つまり「BMIが25を超えているから」というだけでは、保険適用の対象にはならない。
■ 適応外使用はノーリスクではない
自由診療(保険外)で美容クリニック等から処方を受けるケースは直ちに違法とはいえないが、厚生労働省は適応外使用について安全性・有効性の面での注意を促している。日本医師会も、適応外使用の拡大によって「本来必要な患者に薬が届きにくくなる」問題を指摘している。
【まとめ】「気軽に始められる」と「重篤化し得るリスク」の間にあるもの
マンジャロは確かに体重を減らす効果が認められている薬だ。しかしもともとは、血糖値コントロールが難しい糖尿病患者のために作られた医療用医薬品であり、「痩せたいから打つ」ことを想定して設計されたものではない。
「手軽に始められる」という入口の印象と、「重篤な副作用も起こり得る」という事実の間には、大きなギャップがある。そのギャップを埋めないまま使い始めると、消化器症状に苦しんだり、やめられない状況に陥ったり、最悪の場合は急性膵炎などの深刻な事態を招く可能性もある。
使用を検討しているなら、まずかかりつけ医に相談することを勧める。オンライン診療を利用する場合も、副作用の説明が十分になされているか、解約条件を事前に確認したかどうかを必ずチェックしたい。

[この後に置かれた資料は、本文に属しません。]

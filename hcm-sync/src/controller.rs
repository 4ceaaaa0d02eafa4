//! Periodic sync controller.
//!
//! Ticks on a fixed interval and, while this instance holds leadership, runs one pass
//! per configured target. Targets run concurrently and fail independently; retrying a
//! failed target is simply the next tick.

use std::sync::Arc;
use std::time::Duration;

use futures::future::join_all;
use tokio::sync::watch;
use tokio::time::{MissedTickBehavior, interval};
use tracing::{debug, info, warn};

use crate::engine::{CancelSignal, Reconciler};
use crate::error::SyncError;
use crate::model::{SyncRequest, SyncResult};

/// Whether this instance may run syncs.
pub trait LeaderCheck: Send + Sync {
    fn is_leader(&self) -> bool;
}

/// Single-instance deployments are always leader.
pub struct AlwaysLeader;

impl LeaderCheck for AlwaysLeader {
    fn is_leader(&self) -> bool {
        true
    }
}

/// Leadership published on a watch channel by an election component.
pub struct WatchLeader {
    rx: watch::Receiver<bool>,
}

impl WatchLeader {
    pub fn new(rx: watch::Receiver<bool>) -> Self {
        Self { rx }
    }
}

impl LeaderCheck for WatchLeader {
    fn is_leader(&self) -> bool {
        *self.rx.borrow()
    }
}

/// Result of one target within a tick.
#[derive(Debug)]
pub struct TargetOutcome {
    pub request: SyncRequest,
    pub result: Result<SyncResult, SyncError>,
}

pub struct SyncController {
    reconciler: Arc<Reconciler>,
    leader: Arc<dyn LeaderCheck>,
    targets: Vec<SyncRequest>,
    interval: Duration,
}

impl SyncController {
    pub fn new(
        reconciler: Arc<Reconciler>,
        leader: Arc<dyn LeaderCheck>,
        targets: Vec<SyncRequest>,
        interval: Duration,
    ) -> Self {
        Self {
            reconciler,
            leader,
            targets,
            interval,
        }
    }

    /// One tick. Returns nothing when this instance is not leader.
    pub async fn run_once(&self, cancel: &CancelSignal) -> Vec<TargetOutcome> {
        if !self.leader.is_leader() {
            debug!("Not leader, skipping sync tick");
            return Vec::new();
        }

        let runs = self.targets.iter().map(|target| async move {
            let result = self.reconciler.sync(target, cancel).await;
            if let Err(e) = &result {
                warn!(
                    vendor = %target.vendor,
                    account_id = %target.account_id,
                    scope = %target.scope,
                    error = %e,
                    "Sync target failed"
                );
            }
            TargetOutcome {
                request: target.clone(),
                result,
            }
        });
        join_all(runs).await
    }

    /// Tick until `shutdown` flips to true. The same signal cancels running passes.
    pub async fn run(&self, mut shutdown: watch::Receiver<bool>) {
        let cancel = CancelSignal::new(shutdown.clone());
        let mut ticker = interval(self.interval.max(Duration::from_millis(1)));
        ticker.set_missed_tick_behavior(MissedTickBehavior::Delay);

        info!(
            targets = self.targets.len(),
            interval_secs = self.interval.as_secs(),
            "Sync controller started"
        );

        loop {
            if *shutdown.borrow() {
                break;
            }
            tokio::select! {
                _ = ticker.tick() => {
                    let outcomes = self.run_once(&cancel).await;
                    let failed = outcomes.iter().filter(|o| o.result.is_err()).count();
                    if !outcomes.is_empty() {
                        info!(targets = outcomes.len(), failed, "Sync tick finished");
                    }
                }
                changed = shutdown.changed() => {
                    if changed.is_err() || *shutdown.borrow() {
                        break;
                    }
                }
            }
        }

        info!("Sync controller stopped");
    }
}
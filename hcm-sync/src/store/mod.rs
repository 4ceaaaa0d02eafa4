//! Local inventory storage.

mod error;
mod memory;
mod sqlite;
mod traits;

pub use error::{Result, StoreError};
pub use memory::{MemoryStore, Mutation};
pub use sqlite::SqliteStore;
pub use traits::{
    CreateRouteRequest, CreateRouteTableRequest, CreateSubnetRequest, DEFAULT_MAX_BATCH,
    DataStore, RouteStore, RouteTableFilter, RouteTableStore, SubnetStore, UpdateRouteRequest,
    UpdateRouteTableRequest, UpdateSubnetLinkRequest,
};

/// RFC 3339 timestamp for `created_at`/`updated_at`.
pub(crate) fn now() -> String {
    chrono::Utc::now().to_rfc3339()
}

/// Fresh local ID.
pub(crate) fn new_id() -> String {
    uuid::Uuid::new_v4().to_string()
}
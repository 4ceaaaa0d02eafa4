//! Route reconciliation, scoped to one parent route table.

use std::collections::HashSet;

use tracing::debug;

use crate::cloud::VendorAdapter;
use crate::model::{CloudRouteTable, RouteSpec, RouteTable};
use crate::store::{CreateRouteRequest, DataStore, Result, UpdateRouteRequest};

use super::batch_size;
use super::diff::{diff, missing};
use super::index::route_index;

/// Route writes issued for one parent.
#[derive(Debug, Default, Clone, Copy, PartialEq, Eq)]
pub(crate) struct RouteChanges {
    pub created: usize,
    pub updated: usize,
    pub deleted: usize,
}

/// Create every cloud route under a route table that was just created.
pub(crate) async fn seed_routes(
    store: &dyn DataStore,
    adapter: &dyn VendorAdapter,
    route_table_id: &str,
    table: &CloudRouteTable,
) -> Result<RouteChanges> {
    let mut keys = HashSet::with_capacity(table.routes.len());
    let reqs: Vec<CreateRouteRequest> = table
        .routes
        .iter()
        .filter_map(|spec| {
            let natural_key = adapter.route_key(&table.cloud_id, spec);
            keys.insert(natural_key.clone()).then(|| CreateRouteRequest {
                cloud_route_table_id: table.cloud_id.clone(),
                natural_key,
                spec: spec.clone(),
            })
        })
        .collect();

    let created = create_routes(store, route_table_id, reqs).await?;
    Ok(RouteChanges {
        created,
        ..Default::default()
    })
}

/// Converge the routes of an existing route table on the fresh cloud listing.
///
/// Writes go out as creates, then updates, then deletes.
pub(crate) async fn sync_routes(
    store: &dyn DataStore,
    adapter: &dyn VendorAdapter,
    parent: &RouteTable,
    table: &CloudRouteTable,
) -> Result<RouteChanges> {
    let index = route_index(store, &parent.id).await?;
    let key = |spec: &RouteSpec| adapter.route_key(&table.cloud_id, spec);

    let d = diff(&table.routes, &index, key, |spec, route| {
        adapter.is_route_updated(spec, &route.spec)
    });
    let observed: HashSet<String> = table.routes.iter().map(key).collect();
    let doomed: Vec<String> = missing(&index, &observed)
        .into_iter()
        .map(|r| r.id.clone())
        .collect();

    let creates: Vec<CreateRouteRequest> = d
        .create
        .iter()
        .map(|spec| CreateRouteRequest {
            cloud_route_table_id: table.cloud_id.clone(),
            natural_key: key(*spec),
            spec: (*spec).clone(),
        })
        .collect();
    let updates: Vec<UpdateRouteRequest> = d
        .update
        .iter()
        .map(|(spec, route)| UpdateRouteRequest {
            id: route.id.clone(),
            spec: (*spec).clone(),
        })
        .collect();

    let mut changes = RouteChanges {
        created: create_routes(store, &parent.id, creates).await?,
        ..Default::default()
    };

    let chunk = batch_size(store.max_batch_size());
    for batch in updates.chunks(chunk) {
        store.batch_update_routes(&parent.id, batch.to_vec()).await?;
        changes.updated += batch.len();
    }
    for batch in doomed.chunks(chunk) {
        changes.deleted += store.batch_delete_routes(&parent.id, batch).await? as usize;
    }

    if changes != RouteChanges::default() {
        debug!(
            route_table_id = %parent.id,
            cloud_id = %table.cloud_id,
            created = changes.created,
            updated = changes.updated,
            deleted = changes.deleted,
            "Routes converged"
        );
    }
    Ok(changes)
}

async fn create_routes(
    store: &dyn DataStore,
    route_table_id: &str,
    reqs: Vec<CreateRouteRequest>,
) -> Result<usize> {
    let mut created = 0;
    for batch in reqs.chunks(batch_size(store.max_batch_size())) {
        created += store
            .batch_create_routes(route_table_id, batch.to_vec())
            .await?
            .len();
    }
    Ok(created)
}
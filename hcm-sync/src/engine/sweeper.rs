//! Deletion sweep for unscoped passes.
//!
//! Pages the local inventory, takes the records the listing never saw, asks the cloud
//! once more by ID, and only deletes what the cloud still does not report. Subnets are
//! detached before their route table goes away.

use std::collections::HashSet;

use tracing::{debug, info};

use crate::cloud::{CloudError, VendorAdapter};
use crate::error::{Result, SyncError};
use crate::model::{RouteTable, SyncRequest, SyncScope};
use crate::store::{DataStore, RouteTableFilter, UpdateSubnetLinkRequest};

use super::{CancelSignal, PassStats, batch_size};

#[allow(clippy::too_many_arguments)]
pub(crate) async fn sweep(
    store: &dyn DataStore,
    adapter: &dyn VendorAdapter,
    request: &SyncRequest,
    seen: &HashSet<String>,
    page_size: usize,
    cancel: &CancelSignal,
    stats: &mut PassStats,
) -> Result<()> {
    let page_size = batch_size(page_size.min(store.max_batch_size()));
    let filter = RouteTableFilter {
        vendor: request.vendor,
        account_id: request.account_id.clone(),
        scope: request.scope.clone(),
    };

    let mut offset = 0;
    loop {
        if cancel.is_cancelled() {
            return Err(SyncError::Cancelled { pages: stats.pages });
        }

        let page = store.list_route_tables(&filter, offset, page_size).await?;
        let candidates: Vec<&RouteTable> = page
            .iter()
            .filter(|rt| !seen.contains(&rt.cloud_id))
            .collect();

        let mut removed = 0;
        if !candidates.is_empty() {
            let present = revalidate(adapter, &request.scope, &candidates)
                .await
                .map_err(|e| SyncError::cloud(request.vendor, e))?;
            let doomed: Vec<String> = candidates
                .iter()
                .filter(|rt| !present.contains(&rt.cloud_id))
                .map(|rt| rt.id.clone())
                .collect();

            debug!(
                candidates = candidates.len(),
                still_present = present.len(),
                "Re-validated deletion candidates"
            );
            if !doomed.is_empty() {
                stats.subnets_detached += detach_subnets(store, request, &doomed).await?;
                for batch in doomed.chunks(batch_size(store.max_batch_size())) {
                    stats.tables_deleted += store.batch_delete_route_tables(batch).await? as usize;
                }
                info!(count = doomed.len(), "Deleted route tables gone from the cloud");
                removed = doomed.len();
            }
        }

        if page.len() < page_size {
            return Ok(());
        }
        // Deleted rows shift later rows down.
        offset += page.len() - removed;
    }
}

/// Cloud IDs among `candidates` that the cloud still reports.
async fn revalidate(
    adapter: &dyn VendorAdapter,
    scope: &SyncScope,
    candidates: &[&RouteTable],
) -> std::result::Result<HashSet<String>, CloudError> {
    let ids: Vec<String> = candidates.iter().map(|rt| rt.cloud_id.clone()).collect();
    let mut present = HashSet::new();
    for chunk in ids.chunks(batch_size(adapter.limits().max_ids_per_query)) {
        present.extend(adapter.revalidate(scope, chunk).await?);
    }
    Ok(present)
}

/// Clear the back-reference of every subnet pointing at `route_table_ids`.
async fn detach_subnets(
    store: &dyn DataStore,
    request: &SyncRequest,
    route_table_ids: &[String],
) -> Result<usize> {
    let chunk = batch_size(store.max_batch_size());
    let mut updates = Vec::new();
    for batch in route_table_ids.chunks(chunk) {
        for subnet in store
            .list_subnets_by_route_table_ids(request.vendor, batch)
            .await?
        {
            updates.push(UpdateSubnetLinkRequest {
                id: subnet.id,
                link: None,
            });
        }
    }

    for batch in updates.chunks(chunk) {
        store.batch_update_subnet_links(batch.to_vec()).await?;
    }
    Ok(updates.len())
}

「痩せたい」という気持ちは自然なことだ。だからこそ、その手段が自分の体に本当に合っているかどうか、正しい情報をもとに判断することが何より大切になる。
【主な参照資料】
・PMDA(医薬品医療機器総合機構)マンジャロ皮下注 添付文書・インタビューフォーム
・厚生労働省 GLP-1受容体作動薬の適応外使用に関する資料
・国民生活センター 痩身目的等のオンライン診療に関する注意喚起
・米国FDA Mounjaro 処方情報(Prescribing Information)
・英国MHRA GLP-1受容体作動薬の安全性アップデート(2026年1月)
・日本医師会 GLP-1受容体作動薬の適応外使用に関する見解
※本記事は公的機関の公表資料をもとに構成しています。個別の医療判断については、必ず医師にご相談ください。